Auch Rigoletto ist seiner Stimme kaum mächtig, hat allen Stolz verloren. Auch er bricht zusammen und fleht mit einer stockenden, kurzatmigen f-Moll-Kantilene.“ Allerdings: „Bei Rossini bildet die Tonart eine Folie, vor deren Hintergrund die Singstimme einsetzt, bei Verdi wird sie durch den Auftakt der Singstimme geradezu herbei gezwungen. Zudem hat Verdi [...] die stereotype Begleitung neu modelliert.“
An solch konkreten Beispielen ist das neue Handbuch voll. Das bedeutet zugleich: Der Leser bekommt nicht irgendeinen Schnelleinlauf verpasst, wie man für die menschliche Stimme komponiert (hat). Es braucht Zeit, es braucht Ausdauer, um einzelne Beispiele nachzuvollziehen, sei es anhand von Noten oder von CD-Einspielungen.

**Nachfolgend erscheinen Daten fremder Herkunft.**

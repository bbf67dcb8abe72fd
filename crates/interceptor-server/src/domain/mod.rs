//! Domain layer for the interceptor server.
//!
//! Plain data only: nothing here touches the network or the file system.

pub mod config;

pub use config::{ResponseMessages, ServerConfig};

Dann aber wird die Lektüre erst Recht zum Gewinn. Das gilt besonders für den ersten Teil des Buches. In sechzehn Kapiteln werden einzelne Komponisten exemplarisch vorgestellt, in Beiträgen jeweils namhafter Autoren, darunter Silke Leopold zu Claudio Monteverdi, Thomas Seedorf zu Mozart, Arnold Jacobshagen zu den Belcantisten um Rossini oder Uwe Schweikert zu Verdi. Mösch selbst widmet sich Richard Wagner.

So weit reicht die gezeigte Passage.